Wednesday, August 9, 2017

Homily for Wednesday, 9 August 2017– Ferial

Wednesday of the 18th week in Ordinary Time

Readings of the day: Numbers 13:1-2, 25, 14:1, 26a-29a, 34-35; Psalm 106:6-7ab, 13-14, 21-22, 23; Matthew 15:21-28

Is it possible, on the one hand, for the quality of our relationship with God, whether our fundamental relationship toward God is one of trust or one of fear, to affect our relationships with God’s creation; with one another? On the other hand, is the opposite also possible, when the quality of our relationships with creation; with one another are reflected in the quality of our relationship with God?

Our readings today, from Numbers and the Gospel of Matthew, suggest a connection between our relationships with the created world, with one another, and with God. In the Book of Numbers, we hear of the final preparation stages for the people of Israel to return home to the land God has promised them. Through Moses, God sends spies into “the land of Canaan” to scout the land the people of Israel are to settle. After forty days of scouting Canaan, the spies return and report on their spy mission to “Moses and Aaron and all the congregation of the Israelites in the land of Paran.” Their report is mixed: Canaan is prosperous, flowing with “milk and honey.” And yet the scouts doubt the ability of the people of Israel to conquer both the land and the people of Canaan. The people of Canaan “are stronger than we,” the scouts report, “to ourselves we seemed like grasshoppers, and so we seemed to them.” The land of Canaan itself “is a land that devours its inhabitants.”

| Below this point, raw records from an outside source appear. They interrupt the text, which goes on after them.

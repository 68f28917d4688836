use async_trait::async_trait;
use std::collections::HashMap;
use tokio::sync::RwLock;

use super::{App, CredentialStore, CredentialStoreError, UserCredentials};

#[derive(Debug, Default)]
struct Tables {
    users: Vec<UserCredentials>,
    apps: HashMap<i32, App>,
    next_user_id: i64,
}

/// In-process credential store for tests and local runs
#[derive(Debug, Default)]
pub struct MemoryCredentialStore {
    tables: RwLock<Tables>,
}

impl MemoryCredentialStore {
    pub fn new() -> Self {
        Self::default()
    }

    /// Store pre-seeded with one application
    pub fn with_app(id: i32, name: impl Into<String>, secret: impl Into<String>) -> Self {
        let mut tables = Tables::default();
        tables.apps.insert(
            id,
            App {
                id,
                name: name.into(),
                secret: secret.into(),
            },
        );
        Self {
            tables: RwLock::new(tables),
        }
    }

    pub async fn set_admin(&self, user_id: i64, is_admin: bool) -> Result<(), CredentialStoreError> {
        let mut tables = self.tables.write().await;
        let user = tables
            .users
            .iter_mut()
            .find(|u| u.id == user_id)
            .ok_or(CredentialStoreError::UserNotFound)?;
        user.is_admin = is_admin;
        Ok(())
    }
}

#[async_trait]
impl CredentialStore for MemoryCredentialStore {
    async fn save_user(&self, email: &str, pass_hash: &str) -> Result<i64, CredentialStoreError> {
        let mut tables = self.tables.write().await;
        if tables.users.iter().any(|u| u.email == email) {
            return Err(CredentialStoreError::UserExists);
        }
        tables.next_user_id += 1;
        let id = tables.next_user_id;
        tables.users.push(UserCredentials {
            id,
            email: email.to_string(),
            pass_hash: pass_hash.to_string(),
            is_admin: false,
        });
        Ok(id)
    }

    async fn user_by_email(&self, email: &str) -> Result<UserCredentials, CredentialStoreError> {
        let tables = self.tables.read().await;
        tables
            .users
            .iter()
            .find(|u| u.email == email)
            .cloned()
            .ok_or(CredentialStoreError::UserNotFound)
    }

    async fn app(&self, app_id: i32) -> Result<App, CredentialStoreError> {
        let tables = self.tables.read().await;
        tables
            .apps
            .get(&app_id)
            .cloned()
            .ok_or(CredentialStoreError::AppNotFound)
    }

    async fn is_admin(&self, user_id: i64) -> Result<bool, CredentialStoreError> {
        let tables = self.tables.read().await;
        tables
            .users
            .iter()
            .find(|u| u.id == user_id)
            .map(|u| u.is_admin)
            .ok_or(CredentialStoreError::UserNotFound)
    }
}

Indirectly, the scouts’ lack of confidence that the people of Israel could settle successfully in Canaan shows their lack of trust in God, who had promised this land to them. Their default relationship with God is one of fear. And so God’s promise, the inheritance of the land of Canaan, will be for the next generation. Because of the scouts’ lack of trust in God, shown by their unfavourable report about the land of Canaan and its people, their generation is left to perish in the desert.

Contrast the fear and lack of trust of the Israelites under Moses, of the scouts to Canaan in Numbers, with the boldness of the Canaanite woman (a pagan, not even a Jew!) who asks Jesus in Matthew’s Gospel to heal her daughter. The Canaanite woman would have had every reason to fear or doubt Jesus’ ability to heal her daughter of the demon. Jesus’ disciples try to send her away because she continues to pester them. Even Jesus does not seem too keen on helping the woman. Jesus’ first priority, he says to the woman, is to “the lost sheep of the house of Israel.” Jesus even seems, to our ears, harsh with the Canaanite woman (what this meant in Jesus’ time, if different from its meaning today, is difficult to say), likening her and her non-Israelite people to “dogs.”

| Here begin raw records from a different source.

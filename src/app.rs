use axum::{
    http::{header, HeaderName, HeaderValue, Method},
    middleware,
    routing::{get, post, put},
    Router,
};
use std::sync::Arc;
use std::time::Duration;
use tower_http::{
    cors::{AllowOrigin, Any, CorsLayer},
    request_id::{MakeRequestUuid, PropagateRequestIdLayer, SetRequestIdLayer},
    timeout::TimeoutLayer,
    trace::TraceLayer,
};

use crate::config::KeeperConfig;
use crate::database::DatabaseManager;
use crate::handlers::{protected, public};
use crate::identity::Identity;
use crate::middleware::jwt_auth_middleware;
use crate::services::KeeperService;

const REQUEST_ID_HEADER: &str = "x-request-id";

/// Token verification settings for the application this service serves
#[derive(Clone)]
pub struct AuthSettings {
    pub app_id: i32,
    pub app_secret: Arc<str>,
}

/// Shared handler state
#[derive(Clone)]
pub struct AppState {
    pub keeper: KeeperService,
    pub identity: Arc<dyn Identity>,
    pub auth: AuthSettings,
    /// Pinged by `/health` when present
    pub database: Option<DatabaseManager>,
}

impl AppState {
    pub fn new(keeper: KeeperService, identity: Arc<dyn Identity>, app_id: i32, app_secret: &str) -> Self {
        Self {
            keeper,
            identity,
            auth: AuthSettings {
                app_id,
                app_secret: Arc::from(app_secret),
            },
            database: None,
        }
    }

    pub fn with_database(mut self, database: DatabaseManager) -> Self {
        self.database = Some(database);
        self
    }
}

/// Router-level settings taken from [`KeeperConfig`]
#[derive(Debug, Clone)]
pub struct RouterOptions {
    pub request_timeout: Duration,
    /// Empty means any origin
    pub cors_origins: Vec<String>,
}

impl Default for RouterOptions {
    fn default() -> Self {
        Self {
            request_timeout: Duration::from_secs(5),
            cors_origins: Vec::new(),
        }
    }
}

impl From<&KeeperConfig> for RouterOptions {
    fn from(config: &KeeperConfig) -> Self {
        Self {
            request_timeout: Duration::from_secs(config.http_server.timeout_secs),
            cors_origins: config.cors_origins.clone(),
        }
    }
}

pub fn router(state: AppState, options: &RouterOptions) -> Router {
    let request_id = HeaderName::from_static(REQUEST_ID_HEADER);

    Router::new()
        .merge(public_routes())
        .merge(protected_routes(state.clone()))
        .layer(TimeoutLayer::new(options.request_timeout))
        .layer(cors_layer(&options.cors_origins))
        .layer(PropagateRequestIdLayer::new(request_id.clone()))
        .layer(TraceLayer::new_for_http())
        .layer(SetRequestIdLayer::new(request_id, MakeRequestUuid))
        .with_state(state)
}

fn public_routes() -> Router<AppState> {
    Router::new()
        .route("/health", get(public::health))
        .route("/api/auth/register", post(public::register))
        .route("/api/auth/login", post(public::login))
        .route("/api/keeper/users", get(public::users_get))
        .route("/api/keeper/categories", get(public::categories_get))
}

fn protected_routes(state: AppState) -> Router<AppState> {
    Router::new()
        .route("/api/keeper/profile", get(protected::profile_get))
        .route("/api/keeper/user", put(protected::user_put))
        .route("/api/keeper/collections", get(protected::collections_get))
        .route(
            "/api/keeper/collection",
            post(protected::collection_post).put(protected::collection_put),
        )
        .route(
            "/api/keeper/collection/:id",
            get(protected::collection_get).delete(protected::collection_delete),
        )
        .route("/api/keeper/collection/:id/items", get(protected::collection_items_get))
        .route("/api/keeper/item", post(protected::item_post))
        .route(
            "/api/keeper/item/:id",
            get(protected::item_get)
                .put(protected::item_put)
                .delete(protected::item_delete),
        )
        .route("/api/keeper/category", post(protected::category_post))
        .route_layer(middleware::from_fn_with_state(state, jwt_auth_middleware))
}

fn cors_layer(origins: &[String]) -> CorsLayer {
    let allow_origin = if origins.is_empty() {
        AllowOrigin::from(Any)
    } else {
        let parsed: Vec<HeaderValue> = origins
            .iter()
            .filter_map(|o| match HeaderValue::from_str(o) {
                Ok(v) => Some(v),
                Err(_) => {
                    tracing::warn!(origin = %o, "ignoring invalid CORS origin");
                    None
                }
            })
            .collect();
        AllowOrigin::list(parsed)
    };

    CorsLayer::new()
        .allow_origin(allow_origin)
        .allow_methods([Method::GET, Method::POST, Method::PUT, Method::DELETE, Method::OPTIONS])
        .allow_headers([header::AUTHORIZATION, header::CONTENT_TYPE])
        .expose_headers([header::AUTHORIZATION])
}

Nevertheless, the Canaanite woman is not deterred. She even plays along with Jesus’ seemingly derogatory reference to her people. The Canaanite woman shows bold trust in Jesus’ ability to heal her daughter, trust that is clearly from God and that she reflects back to God in a kind of gift exchange. Jesus must acknowledge her deep trust in him and so in God, which is greater than that of most of his own people: “Great is your faith”!


Great is the faith of those people who show their trust in God by acknowledging and trusting God’s handiwork in creation and in our relationships with one another.